The Pink House Wants Me Dead is an honest reflection on untreated mental illness, family dysfunction, and internalized homophobia, misogyny, and ableism found in the different community structures of my childhood.
Using found objects, personal possessions, and family relics, new spaces are created that speak to the complicated and often abusive nature of growing up queer and neurodivergent within a white, heteronormative, neurotypical community.

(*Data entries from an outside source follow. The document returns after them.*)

impl Model {
    pub fn init(
        config: &IvConfig,
        dataset: Dataset,
        ui_width: usize,
        ui_height: usize,
    ) -> Result<Self, IvError> {
        let view_state = ViewState::default();
        let scheduler =
            RefreshScheduler::new(config.refresh_delay, dataset.records(), &view_state);
        let uilayout = UILayout::from_values(ui_width, ui_height);
        let mut virtualizer = Virtualizer::new(config.row_height, config.overscan);
        virtualizer.set_count(scheduler.displayed().len());
        virtualizer.resize(uilayout.table_height);

        let mut model = Self {
            status: Status::Ready,
            modus: Modus::Table,
            previous_modus: Modus::Table,
            dataset,
            view_state,
            scheduler,
            virtualizer,
            renderer: RowRenderer::default(),
            filters: FilterControls::default(),
            input: Inputter::default(),
            cmd_mode: None,
            last_input: InputResult::default(),
            selected: 0,
            popup: None,
            uilayout,
            uidata: UIData::empty(),
            clipboard: None,
            status_message: String::new(),
            last_status_message_update: Instant::now(),
        };
        let loaded = format!("Loaded {} items", model.dataset.len());
        model.set_status_message(loaded);
        model.update_uidata();
        Ok(model)
    }

    pub fn update(&mut self, message: Option<Message>) -> Result<(), IvError> {
        self.update_at(message, Instant::now())
    }

    /// Fires due timers, applies `message` and rebuilds the ui snapshot.
    pub fn update_at(&mut self, message: Option<Message>, now: Instant) -> Result<(), IvError> {
        self.tick(now);

        if let Some(msg) = message {
            match self.modus {
                Modus::Table => self.handle_table_message(msg, now),
                Modus::Popup => match msg {
                    Message::Quit => self.quit(),
                    Message::Resize(width, height) => self.ui_resize(width, height),
                    Message::Exit | Message::Enter => self.exit(),
                    _ => (),
                },
                Modus::CmdInput => match msg {
                    Message::RawKey(key) => self.raw_input(key, now),
                    Message::Resize(width, height) => self.ui_resize(width, height),
                    _ => (),
                },
            }
        }

        self.update_uidata();
        Ok(())
    }

    fn handle_table_message(&mut self, msg: Message, now: Instant) {
        match msg {
            Message::Quit => self.quit(),
            Message::Resize(width, height) => self.ui_resize(width, height),
            Message::SetSearch(text) => {
                if text != self.view_state.search_text {
                    self.view_state.search_text = text;
                    self.view_state_changed(now);
                }
            }
            Message::SetStatus(filter) => {
                if filter != self.view_state.status_filter {
                    self.view_state.status_filter = filter;
                    self.view_state_changed(now);
                }
            }
            Message::CycleStatus => {
                let next = FilterControls::cycle_status(self.view_state.status_filter);
                self.handle_table_message(next, now);
            }
            Message::Sort(key) => {
                self.view_state.toggle_sort(key);
                self.view_state_changed(now);
            }
            Message::Search => self.enter_cmd_mode(CMDMode::Search),
            Message::EnterDetail => self.enter_cmd_mode(CMDMode::Detail),
            Message::Help => self.show_popup(Popup {
                title: "Help".to_string(),
                lines: HELP_TEXT.lines().map(String::from).collect(),
            }),
            // The rows are stale while a refresh is pending
            _ if self.scheduler.is_loading() => trace!("Ignoring {:?} while loading", msg),
            Message::MoveUp => self.move_selection(-1),
            Message::MoveDown => self.move_selection(1),
            Message::MovePageUp => self.move_selection(-(self.virtualizer.page_size() as isize)),
            Message::MovePageDown => self.move_selection(self.virtualizer.page_size() as isize),
            Message::MoveBeginning => self.select(0),
            Message::MoveEnd => self.select(self.scheduler.displayed().len().saturating_sub(1)),
            Message::ScrollBy(lines) => self.scroll_by(lines),
            Message::Enter => self.open_selected_detail(),
            Message::CopyRow => self.copy_selected(false),
            Message::CopyAddress => self.copy_selected(true),
            _ => (),
        }
    }

    /// Fires a due refresh, if any.
    pub fn tick(&mut self, now: Instant) {
        let raw = Arc::clone(self.dataset.records());
        if let Some(commit) = self.scheduler.poll(now, &raw, &self.view_state) {
            self.on_commit(commit);
        }
    }

    fn view_state_changed(&mut self, now: Instant) {
        debug!("View state changed: {:?}", self.view_state);
        self.scheduler.request(now);
    }

    fn on_commit(&mut self, commit: Commit) {
        // New collection: indices from the previous one are meaningless
        self.virtualizer.set_count(commit.rows);
        self.selected = 0;
        info!(
            "Showing {} of {} items (commit {})",
            commit.rows,
            self.dataset.len(),
            commit.seq
        );
    }

    /// Earliest moment the model needs a tick without user input.
    pub fn next_deadline(&self) -> Option<Instant> {
        self.scheduler.next_deadline()
    }

    pub fn teardown(&mut self) {
        self.scheduler.teardown();
    }

    pub fn quit(&mut self) {
        self.teardown();
        self.status = Status::Quitting;
    }

    pub fn raw_keyevents(&self) -> bool {
        self.modus == Modus::CmdInput
    }

    pub fn get_uidata(&self) -> &UIData {
        &self.uidata
    }

    pub fn view_state(&self) -> &ViewState {
        &self.view_state
    }

    pub fn scheduler(&self) -> &RefreshScheduler {
        &self.scheduler
    }

    pub fn virtualizer(&self) -> &Virtualizer {
        &self.virtualizer
    }

    pub fn selected_id(&self) -> Option<u64> {
        let displayed = self.scheduler.displayed();
        displayed
            .get(self.selected)
            .map(|&idx| self.dataset.records()[idx].id)
    }

    fn ui_resize(&mut self, width: usize, height: usize) {
        trace!(
            "UI was resized! w:{}->{}, h:{}->{}",
            self.uilayout.width, width, self.uilayout.height, height
        );
        self.uilayout = UILayout::from_values(width, height);
        self.virtualizer.resize(self.uilayout.table_height);
    }

    fn select(&mut self, index: usize) {
        let count = self.scheduler.displayed().len();
        if count == 0 {
            return;
        }
        self.selected = index.min(count - 1);
        self.virtualizer.ensure_visible(self.selected);
    }

    fn move_selection(&mut self, delta: isize) {
        self.select(self.selected.saturating_add_signed(delta));
    }

    // Scrolls the viewport and drags the selection along when it leaves it.
    fn scroll_by(&mut self, lines: isize) {
        self.virtualizer.scroll_by(lines);
        let count = self.scheduler.displayed().len();
        if count == 0 {
            return;
        }
        let first = self.virtualizer.first_visible();
        let last = std::cmp::min(first + self.virtualizer.page_size(), count) - 1;
        self.selected = self.selected.clamp(first, last.max(first));
    }

    fn selected_row(&mut self) -> Option<Arc<RenderedRow>> {
        let displayed = Arc::clone(self.scheduler.displayed());
        let idx = *displayed.get(self.selected)?;
        let record = &self.dataset.records()[idx];
        let top = self.selected * self.virtualizer.row_height();
        Some(self.renderer.render(record.id, top, || row_content(record)))
    }

    fn open_selected_detail(&mut self) {
        if let Some(row) = self.selected_row() {
            self.show_detail(&row.link);
        }
    }

    fn show_detail(&mut self, param: &str) {
        let outcome: DetailOutcome = detail::resolve(param, &self.dataset);
        self.show_popup(Popup {
            title: outcome.title(),
            lines: outcome.lines(),
        });
    }

    fn show_popup(&mut self, popup: Popup) {
        self.previous_modus = self.modus;
        self.modus = Modus::Popup;
        self.popup = Some(popup);
    }

    fn exit(&mut self) {
        if self.modus == Modus::Popup {
            trace!("Close popup ...");
            self.popup = None;
            self.modus = self.previous_modus;
            self.previous_modus = Modus::Popup;
        }
    }

    fn enter_cmd_mode(&mut self, mode: CMDMode) {
        trace!("Entering command mode {:?} ...", mode);
        self.previous_modus = self.modus;
        self.modus = Modus::CmdInput;
        self.cmd_mode = Some(mode);
        match mode {
            CMDMode::Search => {
                self.filters.open(&self.view_state.search_text);
                self.last_input = self.filters.state().clone();
            }
            CMDMode::Detail => {
                self.input.clear();
                self.last_input = self.input.get();
            }
        }
    }

    fn raw_input(&mut self, key: KeyEvent, now: Instant) {
        match self.cmd_mode {
            Some(CMDMode::Search) => {
                if let Some(msg) = self.filters.read(key) {
                    self.handle_table_message(msg, now);
                }
                self.last_input = self.filters.state().clone();
                if self.filters.finished() {
                    self.leave_cmd_mode();
                }
            }
            Some(CMDMode::Detail) => {
                self.last_input = self.input.read(key);
                if self.last_input.finished {
                    let param = self.last_input.input.clone();
                    let canceled = self.last_input.canceled;
                    self.leave_cmd_mode();
                    if !canceled {
                        self.show_detail(&param);
                    }
                }
            }
            None => {
                warn!("Raw key without command mode");
                self.leave_cmd_mode();
            }
        }
    }

    fn leave_cmd_mode(&mut self) {
        self.modus = self.previous_modus;
        self.previous_modus = Modus::CmdInput;
        self.cmd_mode = None;
    }

    fn copy_selected(&mut self, address_only: bool) {
        let Some(row) = self.selected_row() else {
            return;
        };
        let content = if address_only {
            row.link.clone()
        } else {
            row.as_csv()
        };

        if self.clipboard.is_none() {
            match Clipboard::new() {
                Ok(clipboard) => self.clipboard = Some(clipboard),
                Err(e) => {
                    warn!("Clipboard unavailable: {:?}", e);
                    self.set_status_message("Clipboard unavailable!");
                    return;
                }
            }
        }
        if let Some(clipboard) = self.clipboard.as_mut() {
            match clipboard.set_text(content) {
                Ok(_) => {
                    trace!("Copied row {} to clipboard.", row.id);
                    self.set_status_message(format!("Copied item {}", row.id));
                }
                Err(e) => {
                    warn!("Error copying to clipboard: {:?}", e);
                    self.set_status_message("Copy failed!");
                }
            }
        }
    }

    fn set_status_message(&mut self, message: impl Into<String>) {
        self.status_message = message.into();
        self.last_status_message_update = Instant::now();
    }

    fn header(&self) -> Vec<HeaderCell> {
        SortKey::ALL
            .iter()
            .map(|&key| {
                let title = if key == self.view_state.sort_key {
                    format!("{} {}", key.title(), self.view_state.sort_direction.arrow())
                } else {
                    key.title().to_string()
                };
                HeaderCell { key, title }
            })
            .collect()
    }

    // Only the rows of the current window are materialized.
    fn build_body(&mut self) -> Body {
        if self.scheduler.is_loading() {
            return Body::Skeleton(self.virtualizer.page_size());
        }
        let displayed = Arc::clone(self.scheduler.displayed());
        if displayed.is_empty() {
            self.renderer.clear();
            return Body::Empty;
        }
        let window = self.virtualizer.window();
        let records = Arc::clone(self.dataset.records());
        let rows: Vec<Arc<RenderedRow>> = window
            .range()
            .zip(window.offsets.iter())
            .map(|(idx, &top)| {
                let record = &records[displayed[idx]];
                self.renderer.render(record.id, top, || row_content(record))
            })
            .collect();
        self.renderer.retain_window(&rows);
        Body::Rows(rows)
    }

    fn update_uidata(&mut self) {
        let body = self.build_body();
        let loading = self.scheduler.is_loading();
        let nrows = self.scheduler.displayed().len();
        self.uidata = UIData {
            name: self.dataset.name.clone(),
            header: self.header(),
            body,
            view_state: self.view_state.clone(),
            loading,
            nrows,
            ntotal: self.dataset.len(),
            selected: (!loading && nrows > 0).then_some(self.selected),
            scroll_offset: self.virtualizer.scroll_offset(),
            total_height: self.virtualizer.total_height(),
            row_height: self.virtualizer.row_height(),
            popup: self.popup.clone(),
            cmdinput: self.last_input.clone(),
            cmd_mode: self.cmd_mode,
            active_cmdinput: self.modus == Modus::CmdInput,
            status_message: self.status_message.clone(),
            last_status_message_update: self.last_status_message_update,
            layout: self.uilayout.clone(),
            last_update: Instant::now(),
        };
    }
}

The work intertwines violence, shame, guilt, familiarity, and gallows humor to manufacture unsettling visages resembling domestic spaces. These sculptures evoke both disgust and arousal through the juxtaposition of brightly colored fabric and organic matter. The tension between the two parallels the perception of 'the other' within the family home, church, school,and larger rural community.
About the artist:
Megan Roethler attended the University of Northern Iowa, majoring in fine arts and minoring in art history. After four years, she graduated with her Bachelor of Fine Arts degree and certification in museum studies. Her work heavily focuses on hand-sewn sculptures and the incorporation of recycled, impermanent material. The subtext of Roethler's work is often on the parallel power dynamics of the art world and outside society, the alienation of "craft" from art history, the subsequent isolation of women and queer makers, and violence wrought from the white patriarchy.
Roethler's work has been exhibited in several locations such as, Woman Made Gallery; Chicago, IL, The Dubuque Museum of Art; Dubuque IA, The Charles H. MacNider Art Museum; Mason City IA.
She received the Guillaume Grant in 2019 and was featured in the Fall 2019 issue of Uprising Magazine.